Work order> For every entry, output the exact wording.
(Data)
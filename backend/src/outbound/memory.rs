//! In-process `UserRepository` used when no database is configured.
//!
//! The store enforces the same uniqueness rules as the PostgreSQL schema so
//! the registration flow behaves identically in development and tests. Data
//! lives only as long as the process.

use std::sync::{Mutex, MutexGuard};

use async_trait::async_trait;

use crate::domain::ports::{UserPersistenceError, UserRepository};
use crate::domain::{EmailAddress, User, Username};

/// Mutex-guarded vector of users.
#[derive(Debug, Default)]
pub struct InMemoryUserRepository {
    users: Mutex<Vec<User>>,
}

impl InMemoryUserRepository {
    pub fn new() -> Self {
        Self::default()
    }

    /// Seed the store with existing users.
    pub fn with_users(users: impl IntoIterator<Item = User>) -> Self {
        Self {
            users: Mutex::new(users.into_iter().collect()),
        }
    }

    /// Copy of every stored user, in insertion order.
    pub fn snapshot(&self) -> Result<Vec<User>, UserPersistenceError> {
        Ok(self.lock()?.clone())
    }

    fn lock(&self) -> Result<MutexGuard<'_, Vec<User>>, UserPersistenceError> {
        self.users
            .lock()
            .map_err(|_| UserPersistenceError::connection("in-memory user store poisoned"))
    }
}

#[async_trait]
impl UserRepository for InMemoryUserRepository {
    async fn find_conflicts(
        &self,
        email: &EmailAddress,
        username: &Username,
    ) -> Result<Vec<User>, UserPersistenceError> {
        let users = self.lock()?;
        Ok(users
            .iter()
            .filter(|user| user.has_email(email) || user.has_username(username))
            .cloned()
            .collect())
    }

    async fn insert(&self, user: &User) -> Result<(), UserPersistenceError> {
        let mut users = self.lock()?;
        if let Some(existing) = users
            .iter()
            .find(|existing| existing.has_email(&user.email) || existing.has_username(&user.username))
        {
            let column = if existing.has_email(&user.email) {
                "email"
            } else {
                "username"
            };
            return Err(UserPersistenceError::unique_violation(format!(
                "duplicate {column}"
            )));
        }
        users.push(user.clone());
        Ok(())
    }
}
(End Data)
Task solution>
filename backend/src/outbound/memory.rs
//! In-process `UserRepository` used when no database is configured.
//!
//! The store enforces the same uniqueness rules as the PostgreSQL schema so
//! the registration flow behaves identically in development and tests. Data
//! lives only as long as the process.

use std::sync::{Mutex, MutexGuard};

use async_trait::async_trait;

use crate::domain::ports::{UserPersistenceError, UserRepository};
use crate::domain::{EmailAddress, User, Username};

/// Mutex-guarded vector of users.
#[derive(Debug, Default)]
pub struct InMemoryUserRepository {
    users: Mutex<Vec<User>>,
}

impl InMemoryUserRepository {
    pub fn new() -> Self {
        Self::default()
    }

    /// Seed the store with existing users.
    pub fn with_users(users: impl IntoIterator<Item = User>) -> Self {
        Self {
            users: Mutex::new(users.into_iter().collect()),
        }
    }

    /// Copy of every stored user, in insertion order.
    pub fn snapshot(&self) -> Result<Vec<User>, UserPersistenceError> {
        Ok(self.lock()?.clone())
    }

    fn lock(&self) -> Result<MutexGuard<'_, Vec<User>>, UserPersistenceError> {
        self.users
            .lock()
            .map_err(|_| UserPersistenceError::connection("in-memory user store poisoned"))
    }
}

#[async_trait]
impl UserRepository for InMemoryUserRepository {
    async fn find_conflicts(
        &self,
        email: &EmailAddress,
        username: &Username,
    ) -> Result<Vec<User>, UserPersistenceError> {
        let users = self.lock()?;
        Ok(users
            .iter()
            .filter(|user| user.has_email(email) || user.has_username(username))
            .cloned()
            .collect())
    }

    async fn insert(&self, user: &User) -> Result<(), UserPersistenceError> {
        let mut users = self.lock()?;
        if let Some(existing) = users
            .iter()
            .find(|existing| existing.has_email(&user.email) || existing.has_username(&user.username))
        {
            let column = if existing.has_email(&user.email) {
                "email"
            } else {
                "username"
            };
            return Err(UserPersistenceError::unique_violation(format!(
                "duplicate {column}"
            )));
        }
        users.push(user.clone());
        Ok(())
    }
}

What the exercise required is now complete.